### INSTRUCTIONS FOR THE TASK
Leave no line out. Transcribe the whole listing exactly.

### PROVIDED ENTRIES
===
// Copyright 2018-2022 Clemens Lutz
//
// Licensed under the Apache License, Version 2.0 (the "License");
// you may not use this file except in compliance with the License.
// You may obtain a copy of the License at
//
//     http://www.apache.org/licenses/LICENSE-2.0
//
// Unless required by applicable law or agreed to in writing, software
// distributed under the License is distributed on an "AS IS" BASIS,
// WITHOUT WARRANTIES OR CONDITIONS OF ANY KIND, either express or implied.
// See the License for the specific language governing permissions and
// limitations under the License.


#[derive(Debug)]
pub enum ErrorKind {
    Msg(String),
    IntegerOverflow(String),
    InvalidArgument(String),
    DataStore(String),
}

#[derive(Debug)]
pub struct Error {
    kind: ErrorKind,
}

impl Error {
    pub fn kind(&self) -> &ErrorKind {
        &self.kind
    }
}

impl std::error::Error for Error {}

impl std::fmt::Display for Error {
    fn fmt(&self, f: &mut std::fmt::Formatter) -> std::fmt::Result {
        std::fmt::Display::fmt(&self.kind, f)
    }
}

impl From<ErrorKind> for Error {
    fn from(kind: ErrorKind) -> Self {
        Self { kind }
    }
}

impl From<data_store::error::Error> for Error {
    fn from(error: data_store::error::Error) -> Self {
        Self {
            kind: ErrorKind::DataStore(error.to_string()),
        }
    }
}

impl std::fmt::Display for ErrorKind {
    fn fmt(&self, f: &mut std::fmt::Formatter) -> std::fmt::Result {
        match self {
            ErrorKind::IntegerOverflow(ref s) => write!(f, "IntegerOverflow: {}", s),
            ErrorKind::InvalidArgument(ref s) => write!(f, "InvalidArgument: {}", s),
            ErrorKind::DataStore(ref s) => write!(f, "DataStore: {}", s),
            ErrorKind::Msg(ref s) => write!(f, "Msg: {}", s),
        }
    }
}

impl From<String> for ErrorKind {
    fn from(s: String) -> Self {
        ErrorKind::Msg(s)
    }
}

impl<'a> From<&'a str> for ErrorKind {
    fn from(s: &'a str) -> Self {
        ErrorKind::Msg(s.to_string())
    }
}

pub type Result<T> = std::result::Result<T, Error>;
===
### COMPLETED EXERCISE
// Copyright 2018-2022 Clemens Lutz
//
// Licensed under the Apache License, Version 2.0 (the "License");
// you may not use this file except in compliance with the License.
// You may obtain a copy of the License at
//
//     http://www.apache.org/licenses/LICENSE-2.0
//
// Unless required by applicable law or agreed to in writing, software
// distributed under the License is distributed on an "AS IS" BASIS,
// WITHOUT WARRANTIES OR CONDITIONS OF ANY KIND, either express or implied.
// See the License for the specific language governing permissions and
// limitations under the License.


#[derive(Debug)]
pub enum ErrorKind {
    Msg(String),
    IntegerOverflow(String),
    InvalidArgument(String),
    DataStore(String),
}

#[derive(Debug)]
pub struct Error {
    kind: ErrorKind,
}

impl Error {
    pub fn kind(&self) -> &ErrorKind {
        &self.kind
    }
}

impl std::error::Error for Error {}

impl std::fmt::Display for Error {
    fn fmt(&self, f: &mut std::fmt::Formatter) -> std::fmt::Result {
        std::fmt::Display::fmt(&self.kind, f)
    }
}

impl From<ErrorKind> for Error {
    fn from(kind: ErrorKind) -> Self {
        Self { kind }
    }
}

impl From<data_store::error::Error> for Error {
    fn from(error: data_store::error::Error) -> Self {
        Self {
            kind: ErrorKind::DataStore(error.to_string()),
        }
    }
}

impl std::fmt::Display for ErrorKind {
    fn fmt(&self, f: &mut std::fmt::Formatter) -> std::fmt::Result {
        match self {
            ErrorKind::IntegerOverflow(ref s) => write!(f, "IntegerOverflow: {}", s),
            ErrorKind::InvalidArgument(ref s) => write!(f, "InvalidArgument: {}", s),
            ErrorKind::DataStore(ref s) => write!(f, "DataStore: {}", s),
            ErrorKind::Msg(ref s) => write!(f, "Msg: {}", s),
        }
    }
}

impl From<String> for ErrorKind {
    fn from(s: String) -> Self {
        ErrorKind::Msg(s)
    }
}

impl<'a> From<&'a str> for ErrorKind {
    fn from(s: &'a str) -> Self {
        ErrorKind::Msg(s.to_string())
    }
}

pub type Result<T> = std::result::Result<T, Error>;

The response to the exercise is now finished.